Consider a hospital system trying to figure out what is burning out its nurses. Ask nurses to rate a list of twelve stressors from "not stressful" to "extremely stressful," and you will get twelve items all rated "very stressful" because they are nurses and their jobs are hard. That tells you nothing. Ask them in a best-worst format, forcing them to pick the single most stressful and single least stressful item in rotating sets, and suddenly you have a ranked list showing that staffing ratios dwarf everything else, followed by documentation burden, followed by a cluster of middle-tier irritants, with parking complaints at the bottom. Now you know where to spend the first million dollars of the fix.
This same logic works for a municipal government sorting out which service complaints actually drive resident dissatisfaction, a software company trying to figure out which friction points are bleeding users, a political campaign trying to understand which policy positions motivate a specific segment of voters, or a board of directors trying to name the cultural behaviors most corrosive to their organization. The method does not care what the items are. It cares that the respondent is forced to choose, and choice is where truth lives.

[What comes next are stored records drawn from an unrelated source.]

#[cfg(test)]
mod tests {
    use super::*;
    use crate::elements::Pointer;
    use crate::ir::{JField, MethodSig, Type};
    use std::fmt;
    use std::hash::{Hash, Hasher};

    #[derive(Clone, Copy, Debug, PartialEq, Eq, Hash)]
    enum TestTy {
        C,
        D,
    }
    impl fmt::Display for TestTy {
        fn fmt(&self, f: &mut fmt::Formatter<'_>) -> fmt::Result {
            write!(f, "{}", if *self == TestTy::C { "C" } else { "D" })
        }
    }
    impl Type for TestTy {
        fn qualified_name(&self) -> &str {
            match self {
                TestTy::C => "C",
                TestTy::D => "D",
            }
        }
        fn is_array(&self) -> bool {
            false
        }
        fn array_element_type(&self) -> Option<Self> {
            None
        }
        fn is_primitive(&self) -> bool {
            false
        }
    }

    #[derive(Clone, Debug, PartialEq, Eq, Hash)]
    struct TestSig(&'static str);
    impl fmt::Display for TestSig {
        fn fmt(&self, f: &mut fmt::Formatter<'_>) -> fmt::Result {
            write!(f, "{}", self.0)
        }
    }
    impl MethodSig for TestSig {
        fn name(&self) -> &str {
            self.0
        }
    }

    #[derive(Clone, Debug, PartialEq, Eq, Hash)]
    struct TestField {
        name: &'static str,
        declaring_class: &'static str,
        ty: TestTy,
        is_static: bool,
    }
    impl JField for TestField {
        type Ty = TestTy;
        fn name(&self) -> &str {
            self.name
        }
        fn declaring_class(&self) -> &str {
            self.declaring_class
        }
        fn field_type(&self) -> TestTy {
            self.ty
        }
        fn is_static(&self) -> bool {
            self.is_static
        }
    }

    struct MethodData {
        declaring_class: &'static str,
        is_static: bool,
        num_locals: u32,
        statements: Vec<Statement<TestMethod>>,
    }

    impl fmt::Debug for MethodData {
        fn fmt(&self, f: &mut fmt::Formatter<'_>) -> fmt::Result {
            write!(f, "{}", self.declaring_class)
        }
    }

    /// Identity by `Rc` pointer, matching the teacher's practice of treating
    /// method handles as interned pointers rather than structurally.
    #[derive(Clone, Debug)]
    struct TestMethod(Rc<MethodData>);

    impl PartialEq for TestMethod {
        fn eq(&self, other: &Self) -> bool {
            Rc::ptr_eq(&self.0, &other.0)
        }
    }
    impl Eq for TestMethod {}
    impl Hash for TestMethod {
        fn hash<H: Hasher>(&self, state: &mut H) {
            (Rc::as_ptr(&self.0) as usize).hash(state);
        }
    }
    impl JMethod for TestMethod {
        type Ty = TestTy;
        type Field = TestField;
        type Sig = TestSig;
        fn declaring_class(&self) -> &str {
            self.0.declaring_class
        }
        fn signature(&self) -> TestSig {
            TestSig("foo")
        }
        fn is_static(&self) -> bool {
            self.0.is_static
        }
        fn param_types(&self) -> &[TestTy] {
            &[]
        }
        fn return_type(&self) -> TestTy {
            TestTy::C
        }
        fn num_locals(&self) -> u32 {
            self.0.num_locals
        }
        fn local_type(&self, _local: u32) -> TestTy {
            TestTy::C
        }
        fn statements(&self) -> Option<&[Statement<Self>]> {
            Some(&self.0.statements)
        }
    }

    struct TestHierarchy {
        c_foo: TestMethod,
        d_foo: TestMethod,
    }
    impl ClassHierarchy for TestHierarchy {
        type Method = TestMethod;
        fn is_subtype(&self, _sub: &TestTy, _sup: &TestTy) -> bool {
            true
        }
        fn resolve_virtual(&self, receiver_type: &TestTy, _signature: &TestSig) -> Option<TestMethod> {
            match receiver_type {
                TestTy::C => Some(self.c_foo.clone()),
                TestTy::D => Some(self.d_foo.clone()),
            }
        }
        fn resolve_direct(&self, _declaring_class: &str, _signature: &TestSig) -> Option<TestMethod> {
            None
        }
        fn resolve_field(&self, field: &TestField) -> TestField {
            field.clone()
        }
    }

    struct TestProgram {
        hierarchy: TestHierarchy,
        main: TestMethod,
    }
    impl IrProgram for TestProgram {
        type Hierarchy = TestHierarchy;
        fn hierarchy(&self) -> &TestHierarchy {
            &self.hierarchy
        }
        fn entry_points(&self) -> Vec<TestMethod> {
            vec![self.main.clone()]
        }
        fn is_application_class(&self, _class_name: &str) -> bool {
            true
        }
    }

    fn leaf_method(declaring_class: &'static str) -> TestMethod {
        TestMethod(Rc::new(MethodData {
            declaring_class,
            is_static: false,
            num_locals: 1,
            statements: vec![Statement::Return { value: None }],
        }))
    }

    fn solver_config() -> SolverConfig {
        SolverConfig {
            context_selector: ContextSelector::Insensitive,
            heap_merge_policy: HeapMergePolicy::default(),
            only_app: false,
        }
    }

    #[test]
    fn virtual_dispatch_reaches_overriding_method() {
        let c_foo = leaf_method("C");
        let d_foo = leaf_method("D");
        let main = TestMethod(Rc::new(MethodData {
            declaring_class: "Main",
            is_static: true,
            num_locals: 1,
            statements: vec![
                Statement::New { lhs: 0, alloc_type: TestTy::D, dims: 0 },
                Statement::Invoke {
                    result: None,
                    kind: InvokeKind::Virtual,
                    base: Some(0),
                    static_declaring_class: None,
                    signature: TestSig("foo"),
                    args: vec![],
                },
            ],
        }));
        let program = TestProgram { hierarchy: TestHierarchy { c_foo, d_foo }, main };

        let mut solver = Solver::new(program, solver_config(), CancellationToken::new());
        solver.solve();

        let reached_d = solver
            .call_graph()
            .reachable_methods()
            .any(|m| solver.elements().cs_method(m).method.declaring_class() == "D");
        let reached_c = solver
            .call_graph()
            .reachable_methods()
            .any(|m| solver.elements().cs_method(m).method.declaring_class() == "C");
        assert!(reached_d, "dispatch on a D receiver must reach D.foo");
        assert!(!reached_c, "dispatch on a D receiver must not also reach C.foo");
    }

    #[test]
    fn static_field_store_flows_to_load() {
        let field = TestField { name: "f", declaring_class: "Main", ty: TestTy::C, is_static: true };
        let main = TestMethod(Rc::new(MethodData {
            declaring_class: "Main",
            is_static: true,
            num_locals: 2,
            statements: vec![
                Statement::New { lhs: 0, alloc_type: TestTy::C, dims: 0 },
                Statement::StoreField { base: None, field: field.clone(), rhs: 0 },
                Statement::LoadField { lhs: 1, base: None, field },
            ],
        }));
        let leaf = leaf_method("C");
        let program = TestProgram { hierarchy: TestHierarchy { c_foo: leaf.clone(), d_foo: leaf }, main };

        let mut solver = Solver::new(program, solver_config(), CancellationToken::new());
        solver.solve();
        let result = solver.into_result();

        let x = result.cs_vars().next().unwrap();
        let y = CSVarId::new(x.index() + 1);
        assert_eq!(result.points_to(Pointer::Var(x)), result.points_to(Pointer::Var(y)));
        assert_eq!(result.points_to(Pointer::Var(y)).len(), 1);
    }

    #[test]
    fn cancellation_before_run_loop_leaves_propagation_incomplete() {
        let main = TestMethod(Rc::new(MethodData {
            declaring_class: "Main",
            is_static: true,
            num_locals: 2,
            statements: vec![
                Statement::New { lhs: 0, alloc_type: TestTy::C, dims: 0 },
                Statement::Assign { lhs: 1, rhs: 0 },
            ],
        }));
        let leaf = leaf_method("C");
        let program = TestProgram { hierarchy: TestHierarchy { c_foo: leaf.clone(), d_foo: leaf }, main };

        let cancel = CancellationToken::new();
        cancel.cancel();
        let mut solver = Solver::new(program, solver_config(), cancel);
        solver.solve();
        let result = solver.into_result();

        assert!(result.is_incomplete());
        let x = result.cs_vars().next().unwrap();
        let y = CSVarId::new(x.index() + 1);
        assert_eq!(result.points_to(Pointer::Var(x)).len(), 1, "direct New assignment bypasses the worklist");
        assert!(result.points_to(Pointer::Var(y)).is_empty(), "propagation across the Assign edge never runs");
    }
}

The pattern in all of these cases is the same. You use best-worst to find the real drivers, whether those drivers are sources of delight or sources of pain. Then you take the top handful of pain points and brainstorm fixes for each one. Then, and this is the part most organizations skip, you go back and run a follow-up conjoint to test which of those proposed fixes respondents actually value. You have moved from "what is wrong" to "what to build," and you have measurement at both ends.
The real payoff: meaningful differentiation, and good discrimination
Here is the part that ties everything together. Because best-worst gives you magnitude and not just order, it lets you see where the meaningful gaps actually are. You can tell the difference between "customers slightly prefer faster delivery over free shipping" and "customers overwhelmingly prefer faster delivery, and free shipping is not even close." Those two findings lead to wildly different decisions, and a rating scale cannot distinguish between them.

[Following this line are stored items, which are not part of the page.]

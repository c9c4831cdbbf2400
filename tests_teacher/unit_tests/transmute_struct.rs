// Copyright (c) 2024 <Wei Li>.
//
// This source code is licensed under the GNU license found in the
// LICENSE file in the root directory of this source tree.
// 
// A test that transmutes structs.

use std::marker::PhantomData;

#[allow(unused)]
struct A<'a> {
    x: &'a u32,
    arr: [&'a u32; 2],
    tup: (&'a u32, &'a u32),
}

#[allow(unused)]
struct B<'b> {
    placeholder: (),
    phantom: PhantomData<u32>,
    x: &'b u32,
}

fn transmute_struct_a() {
    let x = 2;
    let y = 3;
    let z = 4;
    let m = 5;
    let n = 6;
    
    let a = A {
        x: &x,
        arr: [&y, &z],
        tup: (&m, &n),
    };
    
    let b = unsafe { std::mem::transmute::<A, [&mut u32; 5]>(a) };
    let _x = *b[0];
}


fn transmute_struct_b() {
    let x = 2;
    let b = B {
        placeholder: (),
        phantom: PhantomData,
        x: &x,
    };

    let _x = unsafe { std::mem::transmute::<B, &u32>(b) };
}

fn main() {
    transmute_struct_a();
    transmute_struct_b();
}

That kind of clarity is what lets an organization differentiate. If you know the three things your audience cares about most and the three things they care about least, you can build, message, staff, price, and invest around the ones that matter and stop wasting effort on the ones that do not. Competitors working from rating scales are still staring at their flat heatmaps of "everything is a 5," trying to read tea leaves. You have a ranked, weighted map of human priorities.
That is the whole case for best-worst conjoint. It treats respondents like adults who can make choices, it extracts more information per question than any other survey technique, and it produces output you can actually act on. In a world drowning in data that says nothing, it is one of the few instruments that still tells you something true.